11.3.4The State Load Despatch Centre is responsible for coordinating the scheduling of a generating station within the State, real-time monitoring of the station's operation, checking that there is no gaming (gaming is an intentional mis-declaration of a parameter related to commercial mechanism in vogue, in order to make an undue commercial gain) in its availability declaration, or in any other way revision of availability declaration and injection schedule, switching instructions, meter data processing, collections/disbursement of UI payments, outage planning etc. SLDC shall check that there is no gaming in scheduling by the open access consumers / licensees. In case, gaming is suspected, SLDC shall disallow the energy corresponding to suspected gaming from UI account till final decision.
11.3.5If a generating station is connected only to the State transmission network, the SLDC shall coordinate scheduling, except for the Central Generating Stations.
11.3.6If a generating station is connected both to ISTS and the State network, scheduling and other functions performed by the system operator of a control area will be done by SLDC, only if state has more than 50% share of power. The role of NRLDC, in such a case, shall be limited to consideration of the schedule for interstate exchange of power on account of this ISGS while determining the net drawal schedules of the respective states. If the State has a share of 50% or less, the scheduling and other functions shall be performed by NRLDC.
11.3.7All state entities (SGS, Distribution Licensees & other beneficiaries) shall abide by the concept of frequency linked load despatch and pricing of deviations from schedule i.e. unscheduled interchanges. All State Entities shall normally be operated according to the standing frequency linked load despatch guidelines issued by the SLDC to the extent possible, unless otherwise advised by the SLDC.
11.3.8SLDC may direct the State Entities (beneficiaries or Distribution Licensees)/SGS to increase/decrease their drawal/generation in case of contingencies e.g. overloading of lines/transformers, abnormal voltages, threat to system security. Such directions shall immediately be acted upon. In case the situation does not call for very urgent action, and SLDC has some time for analysis, it shall be checked whether the situation has arisen due to deviations from schedules, pursuant to intra-state short-term open access. These shall be got terminated under intimation to the injecting/drawee utility.
11.3.9In case of inter-state bilateral and collective short-term open access transactions having a state utility or an intra-state entity as a buyer or a seller, SLDC shall accord concurrence or no objection or a prior standing clearance, as the case may be, in accordance with the Central Electricity Regulatory Commission (Open Access in inter-state Transmission) Regulations, 2008 as amended from time to time.
11.3.10The SGS shall make an advance declaration of ex-power plant MW and MWh capabilities foreseen for the next day, i.e., from 0000 hrs to 2400 hrs.
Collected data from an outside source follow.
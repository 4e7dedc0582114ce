//! Bounding box types and operations.

use serde::{Deserialize, Serialize};

/// An axis-aligned rectangle in the projected service CRS (meters).
///
/// The four edges arrive from the map client as west, south, east, north.
#[derive(Debug, Clone, Copy, PartialEq, Serialize, Deserialize)]
pub struct BoundingBox {
    pub min_x: f64,
    pub min_y: f64,
    pub max_x: f64,
    pub max_y: f64,
}

impl BoundingBox {
    /// Create a new bounding box from corner coordinates.
    pub fn new(min_x: f64, min_y: f64, max_x: f64, max_y: f64) -> Self {
        Self {
            min_x,
            min_y,
            max_x,
            max_y,
        }
    }

    /// Build from the `west/south/east/north` path segments and validate.
    pub fn from_edges(west: f64, south: f64, east: f64, north: f64) -> Result<Self, BboxParseError> {
        let bbox = Self::new(west, south, east, north);
        bbox.validate()?;
        Ok(bbox)
    }

    /// Parse the `west/south/east/north` URL path segments.
    pub fn from_segments(west: &str, south: &str, east: &str, north: &str) -> Result<Self, BboxParseError> {
        let parse = |edge: &'static str, value: &str| {
            value
                .trim()
                .parse::<f64>()
                .map_err(|_| BboxParseError::InvalidNumber {
                    edge,
                    value: value.to_string(),
                })
        };

        Self::from_edges(
            parse("west", west)?,
            parse("south", south)?,
            parse("east", east)?,
            parse("north", north)?,
        )
    }

    /// Reject NaN and infinite edges. Inverted boxes are left to the database.
    pub fn validate(&self) -> Result<(), BboxParseError> {
        for value in [self.min_x, self.min_y, self.max_x, self.max_y] {
            if !value.is_finite() {
                return Err(BboxParseError::NonFinite(value.to_string()));
            }
        }
        Ok(())
    }

    /// Closed exterior ring, counter-clockwise starting at the south-west corner.
    pub fn ring(&self) -> [(f64, f64); 5] {
        [
            (self.min_x, self.min_y),
            (self.max_x, self.min_y),
            (self.max_x, self.max_y),
            (self.min_x, self.max_y),
            (self.min_x, self.min_y),
        ]
    }

    /// Well-known text polygon of [`ring`](Self::ring), suitable for `ST_GeomFromText`.
    pub fn to_wkt(&self) -> String {
        let coords: Vec<String> = self
            .ring()
            .iter()
            .map(|(x, y)| format!("{} {}", x, y))
            .collect();
        format!("POLYGON(({}))", coords.join(","))
    }
}

#[derive(Debug, thiserror::Error)]
pub enum BboxParseError {
    #[error("{edge} edge '{value}' is not a number")]
    InvalidNumber { edge: &'static str, value: String },

    #[error("BBOX coordinates must be finite, got {0}")]
    NonFinite(String),
}
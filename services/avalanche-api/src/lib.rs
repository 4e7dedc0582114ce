//! Avalanche API Service Library
//!
//! HTTP server for avalanche event GeoJSON, aggregate statistics and the
//! referer-gated imagery proxy.

pub mod config;
pub mod handlers;
pub mod routes;
pub mod state;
During fuel shortage condition, in case of thermal stations, they may specify minimum MW, maximum MW, MWh capability and declaration of fuel shortage. The generating stations shall also declare the possible ramping up / ramping down in a block. In case of a gas turbine generating station or a combined cycle generating station, the generating station shall declare the capacity for units and modules on APM (Administered Pricing Mechanism) gas, RLNG (Regasified Liquified Natural Gas) and liquid fuel separately, and these shall be scheduled separately.
11.3.11While making or revising its declaration of capability, except in case of Run of the River (with up to three hour pondage) hydro stations, the SGS shall ensure that the declared capability during peak hours is not less than that during other hours. However, exception to this rule shall be allowed in case of tripping/re-synchronisation of units as a result of forced outage of units.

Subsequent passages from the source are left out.